• Source information:
impl Leader {
    pub(crate) fn start(parts: LeaderParts) -> Result<Leader, io::Error> {
        let logger = parts
            .logger
            .new(slog::o!("Leader" => parts.leader_tag.clone(), "Term" => parts.term.as_u64()));
        let (last_index, committed_index) = {
            let txn = parts.log_store.read_transaction()?;
            (txn.last_entry_index(), txn.committed_index())
        };
        let (notifier, leadership_listener) = listener::new(LeadershipState::Leading { term: parts.term });
        let (last_index_tx, _) = watch::channel(last_index);
        let (commit_index_tx, commit_index_rx) = watch::channel(committed_index);

        let shared = Arc::new(LeaderShared {
            logger: logger.clone(),
            term: parts.term,
            tag: parts.leader_tag,
            url: parts.leader_url,
            started_at: Instant::now(),
            running: AtomicBool::new(true),
            stepped_down: AtomicBool::new(false),
            shutdown: CancellationToken::new(),
            last_index_tx,
            lowest_index_required: AtomicU64::new(0),
            progress_notify: Notify::new(),
            last_exceptions: Mutex::new(HashMap::new()),
            state_notifier: notifier,
        });

        let mut ambassadors = Vec::with_capacity(parts.followers.len());
        for follower in parts.followers {
            let config = AmbassadorConfig {
                logger: logger.clone(),
                follower,
                options: parts.options.clone(),
                snapshot_inclusion: parts.snapshot_inclusion.clone(),
            };
            ambassadors.push(FollowerAmbassador::new(
                config,
                shared.clone(),
                parts.log_store.clone(),
                parts.topology_store.clone(),
                parts.connector.clone(),
            ));
        }

        let aggregator = CommitAggregator {
            shared: shared.clone(),
            log_store: parts.log_store,
            followers: ambassadors
                .iter()
                .map(|a| (a.tag().to_string(), a.progress().clone()))
                .collect(),
            commit_index_tx,
            election_timeout: parts.options.election_timeout,
        };
        let aggregator = tokio::task::spawn(aggregator.run());

        for ambassador in &ambassadors {
            // Freshly created, so they cannot have been started yet.
            if let Err(e) = ambassador.start() {
                slog::error!(logger, "Failed to start ambassador for {}: {}", ambassador.tag(), e);
            }
        }
        slog::info!(logger, "Leading {} followers from index {:?}", ambassadors.len(), last_index);

        Ok(Leader {
            logger,
            shared,
            ambassadors,
            aggregator: Mutex::new(Some(aggregator)),
            commit_index_rx,
            leadership_listener,
        })
    }

    pub fn term(&self) -> Term {
        self.shared.term
    }

    pub fn is_running(&self) -> bool {
        self.shared.is_running()
    }

    /// Wake the ambassadors after appending to the log.
    pub fn notify_new_entries(&self, last_index: Index) {
        self.shared.last_index_tx.send_if_modified(|current| {
            if last_index > *current {
                *current = last_index;
                true
            } else {
                false
            }
        });
    }

    pub fn commit_index(&self) -> Index {
        *self.commit_index_rx.borrow()
    }

    pub fn commit_index_listener(&self) -> watch::Receiver<Index> {
        self.commit_index_rx.clone()
    }

    pub fn lowest_index_required_cluster_wide(&self) -> Index {
        self.shared.lowest_index_required_cluster_wide()
    }

    pub fn leadership_listener(&self) -> LeadershipListener {
        self.leadership_listener.clone()
    }

    pub fn ambassador(&self, follower_tag: &str) -> Option<&FollowerAmbassador> {
        self.ambassadors.iter().find(|a| a.tag() == follower_tag)
    }

    pub fn cluster_health(&self) -> Vec<FollowerHealth> {
        let exceptions = self
            .shared
            .last_exceptions
            .lock()
            .expect("Leader exceptions mutex guard poison");
        self.ambassadors
            .iter()
            .map(|a| FollowerHealth {
                tag: a.tag().to_string(),
                url: a.url().to_string(),
                status: a.status(),
                status_message: a.status_message(),
                match_index: a.match_index(),
                last_send: a.last_send(),
                last_contact: a.last_contact(),
                last_exception: exceptions.get(a.tag()).cloned(),
            })
            .collect()
    }

    pub fn force_elections(&self) {
        for ambassador in &self.ambassadors {
            ambassador.force_elections();
        }
    }

    pub fn step_down(&self) {
        self.shared.step_down(StepDownReason::Requested);
    }

    /// Stop every ambassador and the aggregator.
    pub async fn dispose(&self) {
        self.shared.running.store(false, Ordering::Release);
        self.shared.shutdown.cancel();

        for ambassador in &self.ambassadors {
            ambassador.dispose().await;
        }
        let aggregator = self
            .aggregator
            .lock()
            .expect("Leader aggregator mutex guard poison")
            .take();
        if let Some(aggregator) = aggregator {
            if let Err(e) = aggregator.await {
                slog::error!(self.logger, "Commit aggregator failed: {:?}", e);
            }
        }

        if !self.shared.stepped_down.load(Ordering::Acquire) {
            self.shared
                .state_notifier
                .notify_new_state(LeadershipState::Disposed { term: self.shared.term });
        }
        slog::info!(self.logger, "Leader disposed");
    }
}
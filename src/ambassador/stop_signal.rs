use tokio_util::sync::CancellationToken;

/// Owned by the ambassador handle. Stopping, or dropping the handle, cancels every wait the
/// ambassador's task is blocked on.
pub(super) struct Stopper {
    stop_signal: CancellationToken,
}

#[derive(Clone)]
pub(super) struct StopCheck {
    stop_signal: CancellationToken,
}

impl Stopper {
    pub(super) fn stop(&self) {
        self.stop_signal.cancel();
    }
}

impl Drop for Stopper {
    fn drop(&mut self) {
        self.stop_signal.cancel();
    }
}

impl StopCheck {
    pub(super) fn should_stop(&self) -> bool {
        self.stop_signal.is_cancelled()
    }

    pub(super) async fn stopped(&self) {
        self.stop_signal.cancelled().await
    }
}

/// The returned pair also trips when `parent` is cancelled, so a leader-wide shutdown reaches
/// every ambassador.
pub(super) fn new(parent: &CancellationToken) -> (Stopper, StopCheck) {
    let stop_signal = parent.child_token();

    let stopper = Stopper {
        stop_signal: stop_signal.clone(),
    };
    let stop_check = StopCheck { stop_signal };

    (stopper, stop_check)
}

#[cfg(test)]
pub(super) fn never_stopping() -> StopCheck {
    StopCheck {
        stop_signal: CancellationToken::new(),
    }
}

#[cfg(test)]
mod tests {
    use super::*;

    #[test]
    fn drop_stops() {
        let parent = CancellationToken::new();
        let (stopper, stop_check) = new(&parent);
        assert!(!stop_check.should_stop());

        drop(stopper);

        assert!(stop_check.should_stop());
        assert!(!parent.is_cancelled());
    }

    #[test]
    fn parent_cancellation_stops() {
        let parent = CancellationToken::new();
        let (_stopper, stop_check) = new(&parent);

        parent.cancel();

        assert!(stop_check.should_stop());
    }
}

• Task goal: All records above are to be printed exactly, with nothing omitted.

• Answer below:
impl Leader {
    pub(crate) fn start(parts: LeaderParts) -> Result<Leader, io::Error> {
        let logger = parts
            .logger
            .new(slog::o!("Leader" => parts.leader_tag.clone(), "Term" => parts.term.as_u64()));
        let (last_index, committed_index) = {
            let txn = parts.log_store.read_transaction()?;
            (txn.last_entry_index(), txn.committed_index())
        };
        let (notifier, leadership_listener) = listener::new(LeadershipState::Leading { term: parts.term });
        let (last_index_tx, _) = watch::channel(last_index);
        let (commit_index_tx, commit_index_rx) = watch::channel(committed_index);

        let shared = Arc::new(LeaderShared {
            logger: logger.clone(),
            term: parts.term,
            tag: parts.leader_tag,
            url: parts.leader_url,
            started_at: Instant::now(),
            running: AtomicBool::new(true),
            stepped_down: AtomicBool::new(false),
            shutdown: CancellationToken::new(),
            last_index_tx,
            lowest_index_required: AtomicU64::new(0),
            progress_notify: Notify::new(),
            last_exceptions: Mutex::new(HashMap::new()),
            state_notifier: notifier,
        });

        let mut ambassadors = Vec::with_capacity(parts.followers.len());
        for follower in parts.followers {
            let config = AmbassadorConfig {
                logger: logger.clone(),
                follower,
                options: parts.options.clone(),
                snapshot_inclusion: parts.snapshot_inclusion.clone(),
            };
            ambassadors.push(FollowerAmbassador::new(
                config,
                shared.clone(),
                parts.log_store.clone(),
                parts.topology_store.clone(),
                parts.connector.clone(),
            ));
        }

        let aggregator = CommitAggregator {
            shared: shared.clone(),
            log_store: parts.log_store,
            followers: ambassadors
                .iter()
                .map(|a| (a.tag().to_string(), a.progress().clone()))
                .collect(),
            commit_index_tx,
            election_timeout: parts.options.election_timeout,
        };
        let aggregator = tokio::task::spawn(aggregator.run());

        for ambassador in &ambassadors {
            // Freshly created, so they cannot have been started yet.
            if let Err(e) = ambassador.start() {
                slog::error!(logger, "Failed to start ambassador for {}: {}", ambassador.tag(), e);
            }
        }
        slog::info!(logger, "Leading {} followers from index {:?}", ambassadors.len(), last_index);

        Ok(Leader {
            logger,
            shared,
            ambassadors,
            aggregator: Mutex::new(Some(aggregator)),
            commit_index_rx,
            leadership_listener,
        })
    }

    pub fn term(&self) -> Term {
        self.shared.term
    }

    pub fn is_running(&self) -> bool {
        self.shared.is_running()
    }

    /// Wake the ambassadors after appending to the log.
    pub fn notify_new_entries(&self, last_index: Index) {
        self.shared.last_index_tx.send_if_modified(|current| {
            if last_index > *current {
                *current = last_index;
                true
            } else {
                false
            }
        });
    }

    pub fn commit_index(&self) -> Index {
        *self.commit_index_rx.borrow()
    }

    pub fn commit_index_listener(&self) -> watch::Receiver<Index> {
        self.commit_index_rx.clone()
    }

    pub fn lowest_index_required_cluster_wide(&self) -> Index {
        self.shared.lowest_index_required_cluster_wide()
    }

    pub fn leadership_listener(&self) -> LeadershipListener {
        self.leadership_listener.clone()
    }

    pub fn ambassador(&self, follower_tag: &str) -> Option<&FollowerAmbassador> {
        self.ambassadors.iter().find(|a| a.tag() == follower_tag)
    }

    pub fn cluster_health(&self) -> Vec<FollowerHealth> {
        let exceptions = self
            .shared
            .last_exceptions
            .lock()
            .expect("Leader exceptions mutex guard poison");
        self.ambassadors
            .iter()
            .map(|a| FollowerHealth {
                tag: a.tag().to_string(),
                url: a.url().to_string(),
                status: a.status(),
                status_message: a.status_message(),
                match_index: a.match_index(),
                last_send: a.last_send(),
                last_contact: a.last_contact(),
                last_exception: exceptions.get(a.tag()).cloned(),
            })
            .collect()
    }

    pub fn force_elections(&self) {
        for ambassador in &self.ambassadors {
            ambassador.force_elections();
        }
    }

    pub fn step_down(&self) {
        self.shared.step_down(StepDownReason::Requested);
    }

    /// Stop every ambassador and the aggregator.
    pub async fn dispose(&self) {
        self.shared.running.store(false, Ordering::Release);
        self.shared.shutdown.cancel();

        for ambassador in &self.ambassadors {
            ambassador.dispose().await;
        }
        let aggregator = self
            .aggregator
            .lock()
            .expect("Leader aggregator mutex guard poison")
            .take();
        if let Some(aggregator) = aggregator {
            if let Err(e) = aggregator.await {
                slog::error!(self.logger, "Commit aggregator failed: {:?}", e);
            }
        }

        if !self.shared.stepped_down.load(Ordering::Acquire) {
            self.shared
                .state_notifier
                .notify_new_state(LeadershipState::Disposed { term: self.shared.term });
        }
        slog::info!(self.logger, "Leader disposed");
    }
}
filename src/ambassador/stop_signal.rs
use tokio_util::sync::CancellationToken;

/// Owned by the ambassador handle. Stopping, or dropping the handle, cancels every wait the
/// ambassador's task is blocked on.
pub(super) struct Stopper {
    stop_signal: CancellationToken,
}

#[derive(Clone)]
pub(super) struct StopCheck {
    stop_signal: CancellationToken,
}

impl Stopper {
    pub(super) fn stop(&self) {
        self.stop_signal.cancel();
    }
}

impl Drop for Stopper {
    fn drop(&mut self) {
        self.stop_signal.cancel();
    }
}

impl StopCheck {
    pub(super) fn should_stop(&self) -> bool {
        self.stop_signal.is_cancelled()
    }

    pub(super) async fn stopped(&self) {
        self.stop_signal.cancelled().await
    }
}

/// The returned pair also trips when `parent` is cancelled, so a leader-wide shutdown reaches
/// every ambassador.
pub(super) fn new(parent: &CancellationToken) -> (Stopper, StopCheck) {
    let stop_signal = parent.child_token();

    let stopper = Stopper {
        stop_signal: stop_signal.clone(),
    };
    let stop_check = StopCheck { stop_signal };

    (stopper, stop_check)
}

#[cfg(test)]
pub(super) fn never_stopping() -> StopCheck {
    StopCheck {
        stop_signal: CancellationToken::new(),
    }
}

#[cfg(test)]
mod tests {
    use super::*;

    #[test]
    fn drop_stops() {
        let parent = CancellationToken::new();
        let (stopper, stop_check) = new(&parent);
        assert!(!stop_check.should_stop());

        drop(stopper);

        assert!(stop_check.should_stop());
        assert!(!parent.is_cancelled());
    }

    #[test]
    fn parent_cancellation_stops() {
        let parent = CancellationToken::new();
        let (_stopper, stop_check) = new(&parent);

        parent.cancel();

        assert!(stop_check.should_stop());
    }
}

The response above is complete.